### Records supplied
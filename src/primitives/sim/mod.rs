//! Software stand-ins for the hardware and pager collaborators.
//!
//! They keep reference/modify bits and write-back requests in memory so the
//! engine can run without a real MMU or file system.

#![forbid(unsafe_code)]
#![allow(missing_docs)]

use std::sync::atomic::{AtomicBool, AtomicU64, AtomicU8, Ordering};

use parking_lot::Mutex;

use crate::primitives::hal::{
    CompressError, Compressed, Compressor, ExternalPager, IoTier, PhysPage, Pmap, RefMod,
};
use crate::types::{PageIdx, PagerHandle};

const BIT_REFERENCED: u8 = 0b001;
const BIT_MODIFIED: u8 = 0b010;
const BIT_MAPPED: u8 = 0b100;

/// Reference/modify bits kept in an atomic byte per page.
pub struct SimPmap {
    bits: Vec<AtomicU8>,
}

impl SimPmap {
    pub fn new(total_pages: u32) -> Self {
        Self {
            bits: (0..total_pages).map(|_| AtomicU8::new(0)).collect(),
        }
    }

    /// Simulates a CPU access through a mapping of `page`.
    pub fn access(&self, page: PageIdx, write: bool) {
        let mut set = BIT_REFERENCED | BIT_MAPPED;
        if write {
            set |= BIT_MODIFIED;
        }
        if let Some(slot) = self.bits.get(page.index()) {
            slot.fetch_or(set, Ordering::AcqRel);
        }
    }

    pub fn is_mapped(&self, page: PageIdx) -> bool {
        self.load(page) & BIT_MAPPED != 0
    }

    fn load(&self, page: PageIdx) -> u8 {
        self.bits
            .get(page.index())
            .map(|slot| slot.load(Ordering::Acquire))
            .unwrap_or(0)
    }

    fn clear(&self, page: PageIdx, mask: u8) -> u8 {
        self.bits
            .get(page.index())
            .map(|slot| slot.fetch_and(!mask, Ordering::AcqRel))
            .unwrap_or(0)
    }
}

impl Pmap for SimPmap {
    fn disconnect(&self, page: PageIdx) -> bool {
        let prev = self.clear(page, BIT_MAPPED | BIT_MODIFIED | BIT_REFERENCED);
        prev & BIT_MODIFIED != 0
    }

    fn get_reference_modify(&self, page: PageIdx) -> RefMod {
        let bits = self.load(page);
        RefMod {
            referenced: bits & BIT_REFERENCED != 0,
            modified: bits & BIT_MODIFIED != 0,
        }
    }

    fn clear_reference_modify(&self, page: PageIdx) {
        self.clear(page, BIT_REFERENCED | BIT_MODIFIED);
    }

    fn clear_reference(&self, page: PageIdx) {
        self.clear(page, BIT_REFERENCED);
    }
}

/// Compressor that accepts every page unless told to fail.
pub struct SimCompressor {
    ratio_percent: u32,
    page_size: usize,
    fail: AtomicBool,
    compressed: AtomicU64,
    failures: AtomicU64,
    pool_bytes: AtomicU64,
}

impl SimCompressor {
    pub fn new(page_size: usize) -> Self {
        Self {
            ratio_percent: 40,
            page_size,
            fail: AtomicBool::new(false),
            compressed: AtomicU64::new(0),
            failures: AtomicU64::new(0),
            pool_bytes: AtomicU64::new(0),
        }
    }

    /// Makes every following call fail with [`CompressError::PoolFull`].
    pub fn set_failing(&self, fail: bool) {
        self.fail.store(fail, Ordering::Release);
    }

    pub fn compressed_pages(&self) -> u64 {
        self.compressed.load(Ordering::Acquire)
    }

    pub fn failures(&self) -> u64 {
        self.failures.load(Ordering::Acquire)
    }

    pub fn pool_bytes(&self) -> u64 {
        self.pool_bytes.load(Ordering::Acquire)
    }
}

impl Compressor for SimCompressor {
    fn compress(
        &self,
        _page: PhysPage,
        scratch: &mut [u8],
    ) -> std::result::Result<Compressed, CompressError> {
        if self.fail.load(Ordering::Acquire) {
            self.failures.fetch_add(1, Ordering::AcqRel);
            return Err(CompressError::PoolFull);
        }
        let size = self.page_size * self.ratio_percent as usize / 100;
        if scratch.len() < size {
            self.failures.fetch_add(1, Ordering::AcqRel);
            return Err(CompressError::Other(format!(
                "scratch buffer too small: {} < {size}",
                scratch.len()
            )));
        }
        scratch[..size].fill(0);
        self.compressed.fetch_add(1, Ordering::AcqRel);
        self.pool_bytes.fetch_add(size as u64, Ordering::AcqRel);
        Ok(Compressed {
            byte_delta: size as i64,
        })
    }
}

/// A write-back request as seen by the pager.
#[derive(Copy, Clone, Debug, Eq, PartialEq)]
pub struct WriteBackRequest {
    pub pager: PagerHandle,
    pub offset: u64,
    pub page: PageIdx,
    pub tier: IoTier,
}

/// Pager that records requests; completions are driven by the caller.
#[derive(Default)]
pub struct SimPager {
    requests: Mutex<Vec<WriteBackRequest>>,
}

impl SimPager {
    pub fn new() -> Self {
        Self::default()
    }

    /// Removes and returns every request issued so far.
    pub fn take_requests(&self) -> Vec<WriteBackRequest> {
        std::mem::take(&mut *self.requests.lock())
    }

    pub fn pending(&self) -> usize {
        self.requests.lock().len()
    }
}

impl ExternalPager for SimPager {
    fn write_back(&self, pager: PagerHandle, offset: u64, page: PageIdx, tier: IoTier) {
        self.requests.lock().push(WriteBackRequest {
            pager,
            offset,
            page,
            tier,
        });
    }
}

### Exercise description
Please show every line of the entries above that contains the word "access".

### Response
    /// Simulates a CPU access through a mapping of `page`.
    pub fn access(&self, page: PageIdx, write: bool) {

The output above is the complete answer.